In the data that follows, every line containing the word "whole" should be returned.

SOURCE DATA:
::::::

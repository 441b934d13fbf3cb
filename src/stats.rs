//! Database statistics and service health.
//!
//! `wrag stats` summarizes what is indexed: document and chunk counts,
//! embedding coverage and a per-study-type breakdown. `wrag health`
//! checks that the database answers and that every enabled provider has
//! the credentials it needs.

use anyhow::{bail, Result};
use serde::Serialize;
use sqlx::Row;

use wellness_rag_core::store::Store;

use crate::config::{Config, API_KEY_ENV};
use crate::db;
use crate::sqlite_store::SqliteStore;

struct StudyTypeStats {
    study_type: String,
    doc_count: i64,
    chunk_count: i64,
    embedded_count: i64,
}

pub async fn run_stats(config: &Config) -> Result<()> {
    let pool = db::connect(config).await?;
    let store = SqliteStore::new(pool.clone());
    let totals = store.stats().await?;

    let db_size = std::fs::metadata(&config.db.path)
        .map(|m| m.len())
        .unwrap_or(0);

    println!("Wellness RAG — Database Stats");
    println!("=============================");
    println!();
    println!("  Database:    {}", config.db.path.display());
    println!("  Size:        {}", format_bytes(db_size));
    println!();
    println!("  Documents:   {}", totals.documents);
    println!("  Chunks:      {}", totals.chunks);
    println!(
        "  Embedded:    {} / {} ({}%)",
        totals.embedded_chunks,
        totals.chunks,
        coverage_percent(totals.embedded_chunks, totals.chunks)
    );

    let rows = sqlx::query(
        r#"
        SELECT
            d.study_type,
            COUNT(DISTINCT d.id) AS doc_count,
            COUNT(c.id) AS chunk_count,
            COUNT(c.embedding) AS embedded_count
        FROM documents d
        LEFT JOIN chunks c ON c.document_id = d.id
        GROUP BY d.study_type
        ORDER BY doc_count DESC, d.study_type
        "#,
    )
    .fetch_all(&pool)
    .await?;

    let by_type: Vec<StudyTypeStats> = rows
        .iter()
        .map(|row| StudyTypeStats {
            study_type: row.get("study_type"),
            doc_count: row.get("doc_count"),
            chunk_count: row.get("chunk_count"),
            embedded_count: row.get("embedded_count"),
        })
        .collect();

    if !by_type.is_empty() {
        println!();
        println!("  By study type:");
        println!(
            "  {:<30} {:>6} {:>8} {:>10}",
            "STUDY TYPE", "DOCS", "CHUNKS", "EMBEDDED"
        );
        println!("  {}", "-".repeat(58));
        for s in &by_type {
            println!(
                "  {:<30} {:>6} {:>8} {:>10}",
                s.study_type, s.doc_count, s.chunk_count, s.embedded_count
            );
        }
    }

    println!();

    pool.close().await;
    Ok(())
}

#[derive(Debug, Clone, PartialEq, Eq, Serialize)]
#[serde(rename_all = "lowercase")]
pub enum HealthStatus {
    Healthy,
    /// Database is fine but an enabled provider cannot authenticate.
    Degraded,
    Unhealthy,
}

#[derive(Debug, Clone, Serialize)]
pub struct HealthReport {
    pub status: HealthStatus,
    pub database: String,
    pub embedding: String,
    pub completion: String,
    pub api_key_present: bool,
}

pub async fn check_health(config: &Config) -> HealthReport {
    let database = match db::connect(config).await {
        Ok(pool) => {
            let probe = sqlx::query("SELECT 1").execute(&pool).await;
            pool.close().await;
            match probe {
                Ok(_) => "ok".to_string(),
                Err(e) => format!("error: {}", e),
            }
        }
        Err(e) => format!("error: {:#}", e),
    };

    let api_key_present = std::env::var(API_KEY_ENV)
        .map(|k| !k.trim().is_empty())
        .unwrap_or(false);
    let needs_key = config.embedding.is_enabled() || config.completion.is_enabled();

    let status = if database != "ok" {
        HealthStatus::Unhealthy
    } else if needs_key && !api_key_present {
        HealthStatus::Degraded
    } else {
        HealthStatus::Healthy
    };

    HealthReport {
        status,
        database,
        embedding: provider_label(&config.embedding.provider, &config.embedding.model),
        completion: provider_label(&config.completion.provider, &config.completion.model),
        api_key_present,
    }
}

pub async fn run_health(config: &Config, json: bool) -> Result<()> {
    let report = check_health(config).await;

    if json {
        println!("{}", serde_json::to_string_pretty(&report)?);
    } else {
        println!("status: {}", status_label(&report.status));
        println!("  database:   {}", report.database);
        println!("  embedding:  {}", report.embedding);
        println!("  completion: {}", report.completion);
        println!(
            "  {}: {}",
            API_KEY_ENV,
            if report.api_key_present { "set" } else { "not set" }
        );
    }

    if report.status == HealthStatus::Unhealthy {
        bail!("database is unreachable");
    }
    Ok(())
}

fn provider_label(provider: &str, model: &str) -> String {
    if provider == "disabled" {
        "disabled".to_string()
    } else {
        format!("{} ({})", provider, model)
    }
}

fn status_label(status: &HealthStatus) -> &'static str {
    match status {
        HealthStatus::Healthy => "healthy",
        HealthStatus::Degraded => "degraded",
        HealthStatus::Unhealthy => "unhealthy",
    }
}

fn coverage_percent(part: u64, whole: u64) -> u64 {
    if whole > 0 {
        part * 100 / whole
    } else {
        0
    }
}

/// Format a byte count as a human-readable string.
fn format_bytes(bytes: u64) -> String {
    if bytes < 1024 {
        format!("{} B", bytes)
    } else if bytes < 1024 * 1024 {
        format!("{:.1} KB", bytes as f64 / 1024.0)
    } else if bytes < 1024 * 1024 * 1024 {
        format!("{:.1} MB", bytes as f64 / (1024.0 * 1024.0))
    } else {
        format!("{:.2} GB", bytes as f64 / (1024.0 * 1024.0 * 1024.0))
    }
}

::::::

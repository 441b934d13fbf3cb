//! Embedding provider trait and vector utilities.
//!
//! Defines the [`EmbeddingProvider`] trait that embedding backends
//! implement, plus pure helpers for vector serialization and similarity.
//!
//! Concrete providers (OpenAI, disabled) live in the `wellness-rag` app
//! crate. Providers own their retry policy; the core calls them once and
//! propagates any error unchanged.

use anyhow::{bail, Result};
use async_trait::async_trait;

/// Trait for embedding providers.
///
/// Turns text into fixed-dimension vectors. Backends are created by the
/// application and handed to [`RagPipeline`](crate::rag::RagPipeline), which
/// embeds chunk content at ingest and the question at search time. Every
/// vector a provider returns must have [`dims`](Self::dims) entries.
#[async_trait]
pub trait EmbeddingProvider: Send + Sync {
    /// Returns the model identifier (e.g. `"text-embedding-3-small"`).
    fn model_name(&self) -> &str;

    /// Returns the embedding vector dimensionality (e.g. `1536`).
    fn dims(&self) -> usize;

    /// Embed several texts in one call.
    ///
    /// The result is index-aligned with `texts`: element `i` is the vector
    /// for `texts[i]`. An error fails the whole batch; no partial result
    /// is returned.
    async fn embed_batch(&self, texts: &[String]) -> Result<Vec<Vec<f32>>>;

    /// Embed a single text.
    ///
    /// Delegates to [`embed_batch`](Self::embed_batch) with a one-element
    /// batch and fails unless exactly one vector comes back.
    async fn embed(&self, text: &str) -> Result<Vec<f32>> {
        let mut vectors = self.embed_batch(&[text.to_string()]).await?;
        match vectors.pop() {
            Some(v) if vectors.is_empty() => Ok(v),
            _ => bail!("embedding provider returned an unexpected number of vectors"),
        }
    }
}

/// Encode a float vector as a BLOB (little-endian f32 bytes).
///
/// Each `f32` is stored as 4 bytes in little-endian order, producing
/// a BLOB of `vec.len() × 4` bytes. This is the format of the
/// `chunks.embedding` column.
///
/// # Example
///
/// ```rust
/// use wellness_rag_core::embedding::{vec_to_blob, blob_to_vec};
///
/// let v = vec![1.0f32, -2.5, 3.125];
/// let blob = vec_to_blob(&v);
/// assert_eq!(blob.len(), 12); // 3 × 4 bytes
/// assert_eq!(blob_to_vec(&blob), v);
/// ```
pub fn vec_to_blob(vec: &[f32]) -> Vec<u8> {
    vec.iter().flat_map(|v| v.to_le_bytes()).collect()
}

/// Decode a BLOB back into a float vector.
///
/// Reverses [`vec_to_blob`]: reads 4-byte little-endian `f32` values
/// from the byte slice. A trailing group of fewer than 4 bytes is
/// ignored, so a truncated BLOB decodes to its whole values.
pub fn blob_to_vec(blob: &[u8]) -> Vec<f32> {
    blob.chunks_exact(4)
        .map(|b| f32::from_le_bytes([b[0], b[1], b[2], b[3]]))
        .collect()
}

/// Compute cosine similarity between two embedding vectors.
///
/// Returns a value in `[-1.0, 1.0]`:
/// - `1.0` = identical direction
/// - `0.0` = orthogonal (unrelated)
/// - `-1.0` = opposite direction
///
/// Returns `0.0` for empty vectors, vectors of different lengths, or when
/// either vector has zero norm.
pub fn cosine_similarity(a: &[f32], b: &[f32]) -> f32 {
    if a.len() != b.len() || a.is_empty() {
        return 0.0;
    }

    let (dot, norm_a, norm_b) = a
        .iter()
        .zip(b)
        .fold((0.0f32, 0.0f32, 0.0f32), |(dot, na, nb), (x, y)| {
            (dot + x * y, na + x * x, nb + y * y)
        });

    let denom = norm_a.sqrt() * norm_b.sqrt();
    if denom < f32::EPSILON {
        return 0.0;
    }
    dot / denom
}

::::::

SOLUTION TO THIS TASK:
fn coverage_percent(part: u64, whole: u64) -> u64 {
    if whole > 0 {
        part * 100 / whole
    /// for `texts[i]`. An error fails the whole batch; no partial result
/// ignored, so a truncated BLOB decodes to its whole values.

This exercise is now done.